= NSAID hypersensitivity reactions =

Allergic or pseudoallergic drug reaction

NSAID (or nonsteroidal anti-inflammatory drug) hypersensitivity reactions encompass a broad range of allergic or allergic-like symptoms that occur within minutes to hours after ingesting aspirin or other NSAID nonsteroidal anti-inflammatory drugs. Hypersensitivity drug reactions differ from drug toxicity reactions in that drug toxicity reactions result from the pharmacological action of a drug, are dose-related, and can occur in any treated individual. Hypersensitivity reactions are idiosyncratic reactions to a drug. Although the term NSAID was introduced to signal a comparatively low risk of adverse effects, NSAIDs do evoke a broad range of hypersensitivity syndromes. These syndromes have recently been classified by the European Academy of Allergy and Clinical Immunology Task Force on NSAIDs Hypersensitivity.

==Classification==
The classification organizes the hypersensitivity reactions to NSAIDs into the following five categories:

1. NSAIDs-exacerbated respiratory disease (NERD) is an acute (immediate to several hours) exacerbation of bronchoconstriction and other symptoms of asthma in individuals with a history of asthma and/or nasal congestion, rhinorrhea or other symptoms of rhinitis and sinusitis in individuals with a history of rhinosinusitis after ingestion of various NSAIDs, particularly those that act by inhibiting the COX-1 enzyme. NERD does not appear to be due to a true allergic reaction to NSAIDs but rather at least in part to the more direct effects of these drugs to promote the production and/or release of certain mediators of allergy. That is, inhibition of cellular COX activity deprives tissues of its anti-inflammatory product(s), particularly prostaglandin E2 while concurrently shuttling its substrate, arachidonic acid, into other metabolizing enzymes, particularly 5-lipoxygenase (ALOX5) to overproduce pro-inflammatory leukotriene and 5-hydroxyicosatetraenoic acid metabolites and 15-lipoxygenase (ALOX15) to overproduce pro-inflammatory 15-hydroxyicosatetraenoic acid metabolites, including eoxins; the condition is also associated with a reduction in the anti-inflammatory metabolite, lipoxin A4, and increases in certain pro-allergic chemokines such as eotaxin-2 and CCL7.

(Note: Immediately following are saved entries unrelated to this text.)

//! Station index: a height-balanced (AVL) search tree keyed by station id.
//!
//! Every distinct station id gets exactly one [`Station`] entry. The capacity
//! of an entry is fixed when the entry is created (first write wins), and its
//! consumption only ever grows through [`Station::accumulate`].
//!
//! Nodes live in a single arena owned by the index and refer to their children
//! by [`NodeId`], so the whole tree is released at once when the index is
//! dropped or passed to [`StationIndex::teardown`]. There is no removal.
//!
//! ```rust
//! use cwire::StationIndex;
//!
//! let mut index = StationIndex::new();
//! index.insert(10, 500).unwrap().accumulate(20);
//! index.insert(10, 900).unwrap().accumulate(30);
//! index.insert(4, 200).unwrap().accumulate(5);
//!
//! let lines: Vec<String> = index.iter().map(|s| s.to_string()).collect();
//! assert_eq!(lines, ["4:200:5", "10:500:50"]);
//! ```

use std::cmp::Ordering;
use std::fmt;

use thiserror::Error;

/// The only ways building the index can fail. Both are fatal for a run.
#[derive(Debug, Error, Clone, PartialEq, Eq)]
pub enum IndexError {
    #[error("failed to allocate a node for station {id} ({stations} stations indexed)")]
    Allocation { id: u32, stations: usize },
    #[error("station index is full ({stations} stations)")]
    Full { stations: usize },
}

// =============================================================================
// Station
// =============================================================================

/// An aggregation bucket: fixed capacity plus accumulated consumption.
#[derive(Clone, Debug, PartialEq, Eq)]
pub struct Station {
    id: u32,
    capacity: u64,
    consumption: u64,
}

impl Station {
    fn new(id: u32, capacity: u64) -> Self {
        Self {
            id,
            capacity,
            consumption: 0,
        }
    }

    #[inline]
    pub fn id(&self) -> u32 {
        self.id
    }

    #[inline]
    pub fn capacity(&self) -> u64 {
        self.capacity
    }

    #[inline]
    pub fn consumption(&self) -> u64 {
        self.consumption
    }

    /// Adds `load` to the consumption total. Deciding whether a load is worth
    /// adding is up to the caller.
    #[inline]
    pub fn accumulate(&mut self, load: u64) {
        self.consumption += load;
    }
}

/// Renders the report line `id:capacity:consumption`.
impl fmt::Display for Station {
    fn fmt(&self, f: &mut fmt::Formatter<'_>) -> fmt::Result {
        write!(f, "{}:{}:{}", self.id, self.capacity, self.consumption)
    }
}

// =============================================================================
// Arena nodes
// =============================================================================

/// Index of a node in the arena.
#[derive(Clone, Copy, Debug, PartialEq, Eq)]
struct NodeId(u32);

impl NodeId {
    #[inline]
    fn idx(self) -> usize {
        self.0 as usize
    }
}

#[derive(Clone, Debug)]
struct Node {
    station: Station,
    /// 1 for a leaf; an absent child counts as 0.
    height: u8,
    left: Option<NodeId>,
    right: Option<NodeId>,
}

impl Node {
    fn leaf(station: Station) -> Self {
        Self {
            station,
            height: 1,
            left: None,
            right: None,
        }
    }
}

// =============================================================================
// StationIndex
// =============================================================================

#[derive(Clone, Default)]
pub struct StationIndex {
    nodes: Vec<Node>,
    root: Option<NodeId>,
}

impl StationIndex {
    pub fn new() -> Self {
        Self {
            nodes: Vec::new(),
            root: None,
        }
    }

    /// Pre-sizes the arena for `stations` entries.
    pub fn with_capacity(stations: usize) -> Self {
        Self {
            nodes: Vec::with_capacity(stations),
            root: None,
        }
    }

    #[inline]
    pub fn len(&self) -> usize {
        self.nodes.len()
    }

    #[inline]
    pub fn is_empty(&self) -> bool {
        self.nodes.is_empty()
    }

    /// Height of the whole tree (0 when empty).
    #[inline]
    pub fn height(&self) -> u8 {
        self.height_of(self.root)
    }

    pub fn find(&self, id: u32) -> Option<&Station> {
        self.locate(id).map(|n| &self.node(n).station)
    }

    pub fn find_mut(&mut self, id: u32) -> Option<&mut Station> {
        let n = self.locate(id)?;
        Some(&mut self.node_mut(n).station)
    }

    pub fn contains(&self, id: u32) -> bool {
        self.locate(id).is_some()
    }

    /// Returns the entry for `id`, creating it with `capacity` and zero
    /// consumption if it does not exist yet.
    ///
    /// An existing entry is returned untouched: its capacity is never
    /// overwritten.
    pub fn insert(&mut self, id: u32, capacity: u64) -> Result<&mut Station, IndexError> {
        let (root, target) = self.insert_at(self.root, id, capacity)?;
        self.root = Some(root);
        Ok(&mut self.node_mut(target).station)
    }

    /// Adds `load` to the entry for `id`. Returns `false` if there is no such
    /// entry, in which case nothing changes.
    pub fn accumulate(&mut self, id: u32, load: u64) -> bool {
        match self.find_mut(id) {
            Some(station) => {
                station.accumulate(load);
                true
            }
            None => false,
        }
    }

    /// In-order traversal, ascending by id.
    pub fn iter(&self) -> Iter<'_> {
        Iter::new(self)
    }

    /// Releases every node. Returns how many stations were released.
    pub fn teardown(self) -> usize {
        let released = self.nodes.len();
        drop(self);
        released
    }

    // -------------------------------------------------------------------------
    // Internals
    // -------------------------------------------------------------------------

    #[inline]
    fn node(&self, n: NodeId) -> &Node {
        &self.nodes[n.idx()]
    }

    #[inline]
    fn node_mut(&mut self, n: NodeId) -> &mut Node {
        &mut self.nodes[n.idx()]
    }

    #[inline]
    fn height_of(&self, n: Option<NodeId>) -> u8 {
        n.map_or(0, |n| self.node(n).height)
    }

    #[inline]
    fn balance_of(&self, n: NodeId) -> i16 {
        let node = self.node(n);
        i16::from(self.height_of(node.left)) - i16::from(self.height_of(node.right))
    }

    #[inline]
    fn update_height(&mut self, n: NodeId) {
        let node = self.node(n);
        let h = self.height_of(node.left).max(self.height_of(node.right)) + 1;
        self.node_mut(n).height = h;
    }

    fn locate(&self, id: u32) -> Option<NodeId> {
        let mut cur = self.root;
        while let Some(n) = cur {
            let node = self.node(n);
            cur = match id.cmp(&node.station.id) {
                Ordering::Less => node.left,
                Ordering::Greater => node.right,
                Ordering::Equal => return Some(n),
            };
        }
        None
    }

    fn alloc(&mut self, station: Station) -> Result<NodeId, IndexError> {
        let stations = self.nodes.len();
        let raw = u32::try_from(stations).map_err(|_| IndexError::Full { stations })?;
        self.nodes
            .try_reserve(1)
            .map_err(|_| IndexError::Allocation {
                id: station.id,
                stations,
            })?;
        self.nodes.push(Node::leaf(station));
        Ok(NodeId(raw))
    }

    /// Inserts below `node` and returns `(new subtree root, entry for id)`.
    fn insert_at(
        &mut self,
        node: Option<NodeId>,
        id: u32,
        capacity: u64,
    ) -> Result<(NodeId, NodeId), IndexError> {
        let Some(n) = node else {
            let created = self.alloc(Station::new(id, capacity))?;
            return Ok((created, created));
        };

        let target = match id.cmp(&self.node(n).station.id) {
            Ordering::Less => {
                let (child, target) = self.insert_at(self.node(n).left, id, capacity)?;
                self.node_mut(n).left = Some(child);
                target
            }
            Ordering::Greater => {
                let (child, target) = self.insert_at(self.node(n).right, id, capacity)?;
                self.node_mut(n).right = Some(child);
                target
            }
            Ordering::Equal => return Ok((n, n)),
        };

        self.update_height(n);
        Ok((self.rebalance(n, id), target))
    }

    /// Restores the AVL property at `n` after `id` was inserted below it.
    /// Returns the new local root.
    fn rebalance(&mut self, n: NodeId, id: u32) -> NodeId {
        let balance = self.balance_of(n);

        if balance > 1 {
            if let Some(left) = self.node(n).left {
                if id > self.node(left).station.id {
                    let l = self.rotate_left(left);
                    self.node_mut(n).left = Some(l);
                }
                return self.rotate_right(n);
            }
        }

        if balance < -1 {
            if let Some(right) = self.node(n).right {
                if id < self.node(right).station.id {
                    let r = self.rotate_right(right);
                    self.node_mut(n).right = Some(r);
                }
                return self.rotate_left(n);
            }
        }

        n
    }

    //     y            x
    //    / \          / \
    //   x   C   ->   A   y
    //  / \              / \
    // A   B            B   C
    fn rotate_right(&mut self, y: NodeId) -> NodeId {
        let Some(x) = self.node(y).left else {
            return y;
        };
        let b = self.node(x).right;
        self.node_mut(x).right = Some(y);
        self.node_mut(y).left = b;
        self.update_height(y);
        self.update_height(x);
        x
    }

    fn rotate_left(&mut self, x: NodeId) -> NodeId {
        let Some(y) = self.node(x).right else {
            return x;
        };
        let b = self.node(y).left;
        self.node_mut(y).left = Some(x);
        self.node_mut(x).right = b;
        self.update_height(x);
        self.update_height(y);
        y
    }
}

impl fmt::Debug for StationIndex {
    fn fmt(&self, f: &mut fmt::Formatter<'_>) -> fmt::Result {
        f.debug_map()
            .entries(self.iter().map(|s| (s.id, (s.capacity, s.consumption))))
            .finish()
    }
}

impl<'a> IntoIterator for &'a StationIndex {
    type Item = &'a Station;
    type IntoIter = Iter<'a>;

    fn into_iter(self) -> Self::IntoIter {
        self.iter()
    }
}

// =============================================================================
// Traversal
// =============================================================================

/// Lazy in-order iterator over the stations of a [`StationIndex`].
pub struct Iter<'a> {
    index: &'a StationIndex,
    /// Ancestors whose station has not been yielded yet.
    stack: Vec<NodeId>,
    remaining: usize,
}

impl<'a> Iter<'a> {
    fn new(index: &'a StationIndex) -> Self {
        let mut iter = Self {
            index,
            stack: Vec::with_capacity(usize::from(index.height())),
            remaining: index.len(),
        };
        iter.push_left_spine(index.root);
        iter
    }

    fn push_left_spine(&mut self, mut cur: Option<NodeId>) {
        while let Some(n) = cur {
            self.stack.push(n);
            cur = self.index.node(n).left;
        }
    }
}

impl<'a> Iterator for Iter<'a> {
    type Item = &'a Station;

    fn next(&mut self) -> Option<Self::Item> {
        let n = self.stack.pop()?;
        let node = self.index.node(n);
        self.push_left_spine(node.right);
        self.remaining -= 1;
        Some(&node.station)
    }

    fn size_hint(&self) -> (usize, Option<usize>) {
        (self.remaining, Some(self.remaining))
    }
}

impl ExactSizeIterator for Iter<'_> {}


#[cfg(test)]
mod proptests;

2. NSAIDs-exacerbated cutaneous disease (NECD) is an acute exacerbation of wheals and/or angioedema in individuals with a history of chronic urticaria. NECD also appears due to the non-allergic action of NSAIDs in inhibiting the production of COX anti-inflammatory metabolites while promoting the production 5-lipoxygenase and 15-lipoxygenase pro-inflammatory metabolites and the overproduction of certain pro-allergic chemokines, e.g. eotaxin-1, eotaxin-2, RANTES, and interleukin-5.
3. NSAIDs-induced urticarial disease (NEUD) is the acute development of wheals and/or angioedema in individuals with no history of chronic NSAIDs-induced urticaria or related diseases. The mechanism behind NEUD is unknown but may be due to the non-allergic action of NSAIDs in promoting the production and/or release of allergy mediators.

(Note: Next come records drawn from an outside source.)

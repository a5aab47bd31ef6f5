//! Command line arguments and the validated run configuration built from them.

use std::path::PathBuf;

use clap::{ArgAction, Parser};
use thiserror::Error;

use crate::aggregate::{Category, RecordFilter};
use crate::record::Tier;

#[derive(Debug, Error, Clone, PartialEq, Eq)]
pub enum ConfigError {
    #[error("{tier} stations only serve companies; `{tier} {category}` is not a valid combination")]
    UnsupportedCombination { tier: Tier, category: Category },
}

#[derive(Parser, Debug, Clone)]
#[command(name = "cwire")]
#[command(version)]
#[command(about = "Sum consumer load per station of a tier and report it by station id")]
pub struct Args {
    /// Input file: a header line, then `plant;hvb;hva;lv;company;individual;capacity;load` records
    pub input: PathBuf,

    /// Station tier to group by
    #[arg(value_enum)]
    pub tier: Tier,

    /// Consumer category to aggregate
    #[arg(value_enum)]
    pub category: Category,

    /// Only aggregate records of this power plant (0 means every plant)
    pub plant: Option<u32>,

    /// Directory the report file is written into
    #[arg(short, long, default_value = "tests")]
    pub output_dir: PathBuf,

    /// Write the report to standard output instead of a file
    #[arg(long, default_value_t = false)]
    pub stdout: bool,

    /// More logging (-v info, -vv debug); RUST_LOG takes precedence
    #[arg(short, long, action = ArgAction::Count)]
    pub verbose: u8,

    /// Only log errors
    #[arg(short, long, conflicts_with = "verbose")]
    pub quiet: bool,
}

impl Args {
    /// Default `tracing` filter directive for the chosen verbosity.
    pub fn log_directive(&self) -> &'static str {
        if self.quiet {
            return "error";
        }
        match self.verbose {
            0 => "warn",
            1 => "info",
            _ => "debug",
        }
    }
}

#[derive(Clone, Debug, PartialEq, Eq)]
pub enum Output {
    Stdout,
    Directory(PathBuf),
}

/// Everything a run needs, after validation.
#[derive(Clone, Debug, PartialEq, Eq)]
pub struct RunConfig {
    pub input: PathBuf,
    pub tier: Tier,
    pub category: Category,
    pub plant: Option<u32>,
    pub output: Output,
}

impl RunConfig {
    pub fn filter(&self) -> RecordFilter {
        RecordFilter::new(self.tier, self.category).with_plant(self.plant)
    }
}

impl TryFrom<Args> for RunConfig {
    type Error = ConfigError;

    fn try_from(args: Args) -> Result<Self, Self::Error> {
        check_combination(args.tier, args.category)?;
        Ok(Self {
            input: args.input,
            tier: args.tier,
            category: args.category,
            plant: args.plant.filter(|&p| p != 0),
            output: if args.stdout {
                Output::Stdout
            } else {
                Output::Directory(args.output_dir)
            },
        })
    }
}

/// High-voltage stations feed companies only; low-voltage posts serve every
/// category.
pub fn check_combination(tier: Tier, category: Category) -> Result<(), ConfigError> {
    match (tier, category) {
        (Tier::Hvb | Tier::Hva, Category::Indiv | Category::All) => {
            Err(ConfigError::UnsupportedCombination { tier, category })
        }
        _ => Ok(()),
    }
}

4. Single NSAID-induced urticarial/angioedema or anaphylaxis (SNIUAA) is the acute development of urticarial, angioedema, or anaphylaxis in response to a single type of NSAID and/or a single group of NSAIDs with a similar structure but not to other structurally unrelated NSAIDs in individuals with no history of underlying relevant chronic diseases. SNIUAA is due to a true IgE-mediated allergy reaction.

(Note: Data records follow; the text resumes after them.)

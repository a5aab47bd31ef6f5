//! Aggregation pass: routes records into a [`StationIndex`].
//!
//! [`Aggregator::apply`] holds the create-if-absent policy. A station entry is
//! only created by a record that declares a positive capacity; a record that
//! carries load for a station nobody has declared yet is dropped. Stations
//! that never report a capacity therefore never reach the output.

use std::fmt;

use clap::ValueEnum;
use thiserror::Error;
use tracing::{info, warn};

use crate::index::{IndexError, StationIndex};
use crate::record::{FeedError, Record, Tier};

#[derive(Debug, Error)]
pub enum AggregateError {
    #[error(transparent)]
    Index(#[from] IndexError),
    #[error(transparent)]
    Feed(#[from] FeedError),
    #[error("consumption of station {id} overflows: {consumption} + {load}")]
    Overflow { id: u32, consumption: u64, load: u64 },
}

// =============================================================================
// Category
// =============================================================================

/// Consumer class whose load is aggregated.
#[derive(Clone, Copy, Debug, PartialEq, Eq, Hash, ValueEnum)]
pub enum Category {
    /// Companies.
    Comp,
    /// Individuals.
    Indiv,
    /// Companies and individuals.
    All,
}

impl Category {
    pub fn as_str(self) -> &'static str {
        match self {
            Category::Comp => "comp",
            Category::Indiv => "indiv",
            Category::All => "all",
        }
    }

    /// Station declarations carry no consumer and match every category.
    pub fn accepts(self, record: &Record) -> bool {
        match self {
            Category::Comp => record.individual.is_none(),
            Category::Indiv => record.company.is_none(),
            Category::All => true,
        }
    }
}

impl fmt::Display for Category {
    fn fmt(&self, f: &mut fmt::Formatter<'_>) -> fmt::Result {
        f.write_str(self.as_str())
    }
}

// =============================================================================
// RecordFilter
// =============================================================================

/// Selects the records that take part in a pass.
#[derive(Clone, Copy, Debug, PartialEq, Eq)]
pub struct RecordFilter {
    pub tier: Tier,
    pub category: Category,
    /// Restrict to one power plant.
    pub plant: Option<u32>,
}

impl RecordFilter {
    pub fn new(tier: Tier, category: Category) -> Self {
        Self {
            tier,
            category,
            plant: None,
        }
    }

    pub fn with_plant(mut self, plant: Option<u32>) -> Self {
        self.plant = plant;
        self
    }

    /// A record passes when it comes from the selected plant, belongs to a
    /// station of the selected tier (not to a lower-tier station below it),
    /// and its consumer matches the category.
    pub fn accepts(&self, record: &Record) -> bool {
        self.plant.map_or(true, |p| record.power_plant == Some(p))
            && record.is_station_of(self.tier)
            && self.category.accepts(record)
    }
}

// =============================================================================
// Aggregator
// =============================================================================

/// What [`Aggregator::apply`] did with a record.
#[derive(Clone, Copy, Debug, PartialEq, Eq)]
pub enum Outcome {
    /// The record has no id for the tier; the index was not touched.
    Skipped,
    /// The id is not indexed and the record declares no capacity.
    Unknown,
    /// The record resolved to an entry.
    Applied { declared: bool, accumulated: bool },
}

pub struct Aggregator {
    tier: Tier,
    index: StationIndex,
}

impl Aggregator {
    pub fn new(tier: Tier) -> Self {
        Self {
            tier,
            index: StationIndex::new(),
        }
    }

    #[inline]
    pub fn tier(&self) -> Tier {
        self.tier
    }

    #[inline]
    pub fn index(&self) -> &StationIndex {
        &self.index
    }

    pub fn into_index(self) -> StationIndex {
        self.index
    }

    /// Applies one record to the index.
    ///
    /// 1. No id for the tier: skipped.
    /// 2. Positive capacity: the entry is looked up or created with it.
    ///    Otherwise the entry is only looked up.
    /// 3. If an entry was found and the load is positive, it is accumulated.
    ///    A load that would overflow the total is an error and leaves the
    ///    entry unchanged.
    pub fn apply(&mut self, record: &Record) -> Result<Outcome, AggregateError> {
        let Some(id) = record.station(self.tier) else {
            return Ok(Outcome::Skipped);
        };

        let capacity = record.capacity();
        let declared = capacity > 0;
        let entry = if declared {
            Some(self.index.insert(id, capacity)?)
        } else {
            self.index.find_mut(id)
        };
        let Some(entry) = entry else {
            return Ok(Outcome::Unknown);
        };

        let load = record.load();
        let accumulated = load > 0;
        if accumulated {
            let consumption = entry.consumption();
            if consumption.checked_add(load).is_none() {
                return Err(AggregateError::Overflow {
                    id,
                    consumption,
                    load,
                });
            }
            entry.accumulate(load);
        }
        Ok(Outcome::Applied {
            declared,
            accumulated,
        })
    }
}

// =============================================================================
// Whole pass
// =============================================================================

#[derive(Clone, Debug, Default, PartialEq, Eq)]
pub struct Counters {
    /// Records read from the feed.
    pub records: u64,
    /// Records rejected by the filter.
    pub filtered: u64,
    /// Records with no id for the tier.
    pub skipped: u64,
    pub unknown: u64,
    /// Records that declared a positive capacity.
    pub declared: u64,
    /// Records whose load was added to an entry.
    pub accumulated: u64,
}

impl Counters {
    fn record(&mut self, outcome: Outcome) {
        match outcome {
            Outcome::Skipped => self.skipped += 1,
            Outcome::Unknown => self.unknown += 1,
            Outcome::Applied {
                declared,
                accumulated,
            } => {
                self.declared += u64::from(declared);
                self.accumulated += u64::from(accumulated);
            }
        }
    }
}

#[derive(Debug)]
pub struct Summary {
    pub index: StationIndex,
    pub counters: Counters,
}

/// Runs every record through `filter` and an [`Aggregator`] for the filter's
/// tier. Stops at the first feed, index or overflow error.
pub fn aggregate<I>(records: I, filter: &RecordFilter) -> Result<Summary, AggregateError>
where
    I: IntoIterator<Item = Result<Record, FeedError>>,
{
    let mut aggregator = Aggregator::new(filter.tier);
    let mut counters = Counters::default();

    for record in records {
        let record = record?;
        counters.records += 1;
        if record.station(filter.tier).is_none() {
            counters.record(Outcome::Skipped);
            continue;
        }
        if !filter.accepts(&record) {
            counters.filtered += 1;
            continue;
        }
        counters.record(aggregator.apply(&record)?);
    }

    let index = aggregator.into_index();
    info!(
        tier = %filter.tier,
        category = %filter.category,
        plant = ?filter.plant,
        stations = index.len(),
        height = index.height(),
        records = counters.records,
        filtered = counters.filtered,
        unknown = counters.unknown,
        "aggregation pass finished"
    );
    if index.is_empty() {
        warn!(tier = %filter.tier, "no station declared a capacity; report will be empty");
    }

    Ok(Summary { index, counters })
}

5. Single NSAID-induced delayed reactions (SNIDR) are a set of delayed onset (usually more than 24 hour) reactions to NSAIDs. SNIDR are most commonly skin reactions that may be relatively mild moderately severe such as maculopapular rash, fixed drug eruptions, photosensitivity reactions, delayed urticaria, and contact dermatitis or extremely severe such as the DRESS syndrome, acute generalized exanthematous pustulosis, the Stevens–Johnson syndrome, and toxic epidermal necrolysis (also termed Lyell's syndrome). SNIDR result from the drug-specific stimulation of CD4+ T lymphocytes and CD8+ cytotoxic T cells to elicit a delayed type hypersensitivity reaction.